Segment Start: DATA FOR THE TASK

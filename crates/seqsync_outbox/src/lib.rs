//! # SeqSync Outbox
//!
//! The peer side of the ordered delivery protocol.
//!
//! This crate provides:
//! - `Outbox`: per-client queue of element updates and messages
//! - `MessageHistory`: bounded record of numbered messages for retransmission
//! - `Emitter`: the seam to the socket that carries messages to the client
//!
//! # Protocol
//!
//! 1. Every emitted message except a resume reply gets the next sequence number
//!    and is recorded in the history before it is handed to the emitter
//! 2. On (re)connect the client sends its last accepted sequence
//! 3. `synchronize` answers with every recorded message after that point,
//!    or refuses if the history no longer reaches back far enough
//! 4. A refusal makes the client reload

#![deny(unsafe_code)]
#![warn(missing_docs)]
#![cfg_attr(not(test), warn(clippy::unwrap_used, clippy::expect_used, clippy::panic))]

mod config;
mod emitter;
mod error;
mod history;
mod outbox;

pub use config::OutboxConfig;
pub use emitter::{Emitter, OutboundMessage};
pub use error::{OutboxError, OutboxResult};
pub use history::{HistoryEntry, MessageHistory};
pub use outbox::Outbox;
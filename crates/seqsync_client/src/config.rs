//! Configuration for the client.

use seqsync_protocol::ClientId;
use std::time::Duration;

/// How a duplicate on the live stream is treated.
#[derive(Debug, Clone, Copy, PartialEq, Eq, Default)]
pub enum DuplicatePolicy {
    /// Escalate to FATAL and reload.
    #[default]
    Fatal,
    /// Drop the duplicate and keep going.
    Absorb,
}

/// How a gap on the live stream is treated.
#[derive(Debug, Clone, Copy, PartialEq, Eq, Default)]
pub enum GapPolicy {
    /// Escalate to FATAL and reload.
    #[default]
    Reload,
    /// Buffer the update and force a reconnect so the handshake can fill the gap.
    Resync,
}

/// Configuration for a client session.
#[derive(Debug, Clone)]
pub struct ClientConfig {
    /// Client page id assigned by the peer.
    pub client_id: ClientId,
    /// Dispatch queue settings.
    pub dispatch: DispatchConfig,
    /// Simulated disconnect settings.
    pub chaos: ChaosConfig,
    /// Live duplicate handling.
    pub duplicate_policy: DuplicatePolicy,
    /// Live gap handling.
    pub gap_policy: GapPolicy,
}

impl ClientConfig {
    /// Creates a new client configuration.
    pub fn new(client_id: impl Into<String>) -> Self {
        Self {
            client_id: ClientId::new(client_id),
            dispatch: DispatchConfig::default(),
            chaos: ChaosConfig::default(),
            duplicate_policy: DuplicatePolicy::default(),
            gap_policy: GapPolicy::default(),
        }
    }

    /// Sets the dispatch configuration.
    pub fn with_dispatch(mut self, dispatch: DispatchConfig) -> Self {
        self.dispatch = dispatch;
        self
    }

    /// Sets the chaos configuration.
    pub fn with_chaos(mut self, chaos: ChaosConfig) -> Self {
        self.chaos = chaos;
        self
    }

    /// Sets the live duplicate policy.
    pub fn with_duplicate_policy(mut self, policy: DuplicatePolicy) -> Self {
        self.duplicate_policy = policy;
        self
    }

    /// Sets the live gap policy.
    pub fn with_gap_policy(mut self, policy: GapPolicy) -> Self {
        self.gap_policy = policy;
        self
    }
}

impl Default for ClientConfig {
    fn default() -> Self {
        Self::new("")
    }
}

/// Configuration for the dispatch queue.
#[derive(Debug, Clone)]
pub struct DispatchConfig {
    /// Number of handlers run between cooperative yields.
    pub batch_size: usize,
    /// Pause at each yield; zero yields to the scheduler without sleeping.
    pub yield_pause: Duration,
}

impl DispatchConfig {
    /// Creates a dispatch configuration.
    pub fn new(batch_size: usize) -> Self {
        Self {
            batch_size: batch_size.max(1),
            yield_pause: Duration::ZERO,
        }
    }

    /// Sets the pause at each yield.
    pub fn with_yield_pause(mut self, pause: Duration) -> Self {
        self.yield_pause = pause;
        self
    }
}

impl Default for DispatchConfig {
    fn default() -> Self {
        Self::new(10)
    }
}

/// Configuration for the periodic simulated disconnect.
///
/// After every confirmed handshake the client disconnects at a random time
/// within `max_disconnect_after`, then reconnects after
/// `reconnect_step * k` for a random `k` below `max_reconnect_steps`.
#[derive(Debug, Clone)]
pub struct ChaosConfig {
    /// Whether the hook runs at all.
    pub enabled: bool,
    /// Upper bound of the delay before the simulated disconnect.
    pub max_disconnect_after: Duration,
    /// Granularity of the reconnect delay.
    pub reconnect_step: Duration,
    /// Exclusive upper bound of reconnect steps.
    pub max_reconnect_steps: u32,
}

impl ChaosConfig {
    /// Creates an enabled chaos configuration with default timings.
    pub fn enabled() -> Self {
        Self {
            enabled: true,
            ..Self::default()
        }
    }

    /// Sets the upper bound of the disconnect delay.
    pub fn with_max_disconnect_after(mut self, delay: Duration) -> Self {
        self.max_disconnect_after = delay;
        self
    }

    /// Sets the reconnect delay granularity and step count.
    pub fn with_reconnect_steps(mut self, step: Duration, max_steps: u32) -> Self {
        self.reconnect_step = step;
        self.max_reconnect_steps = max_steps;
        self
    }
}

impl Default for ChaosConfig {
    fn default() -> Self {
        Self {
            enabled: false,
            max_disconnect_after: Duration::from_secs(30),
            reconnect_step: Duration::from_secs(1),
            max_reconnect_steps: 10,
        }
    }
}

Segment End: DATA FOR THE TASK

= REQUIREMENT =
Of the entries above, repeat exactly the lines from the line with "ordered delivery protocol." through the line with "pub enum GapPolicy", both of them included.

= COMPLETED EXERCISE =
//! The peer side of the ordered delivery protocol.
//!
//! This crate provides:
//! - `Outbox`: per-client queue of element updates and messages
//! - `MessageHistory`: bounded record of numbered messages for retransmission
//! - `Emitter`: the seam to the socket that carries messages to the client
//!
//! # Protocol
//!
//! 1. Every emitted message except a resume reply gets the next sequence number
//!    and is recorded in the history before it is handed to the emitter
//! 2. On (re)connect the client sends its last accepted sequence
//! 3. `synchronize` answers with every recorded message after that point,
//!    or refuses if the history no longer reaches back far enough
//! 4. A refusal makes the client reload

#![deny(unsafe_code)]
#![warn(missing_docs)]
#![cfg_attr(not(test), warn(clippy::unwrap_used, clippy::expect_used, clippy::panic))]

mod config;
mod emitter;
mod error;
mod history;
mod outbox;

pub use config::OutboxConfig;
pub use emitter::{Emitter, OutboundMessage};
pub use error::{OutboxError, OutboxResult};
pub use history::{HistoryEntry, MessageHistory};
pub use outbox::Outbox;
filename crates/seqsync_client/src/config.rs
//! Configuration for the client.

use seqsync_protocol::ClientId;
use std::time::Duration;

/// How a duplicate on the live stream is treated.
#[derive(Debug, Clone, Copy, PartialEq, Eq, Default)]
pub enum DuplicatePolicy {
    /// Escalate to FATAL and reload.
    #[default]
    Fatal,
    /// Drop the duplicate and keep going.
    Absorb,
}

/// How a gap on the live stream is treated.
#[derive(Debug, Clone, Copy, PartialEq, Eq, Default)]
pub enum GapPolicy {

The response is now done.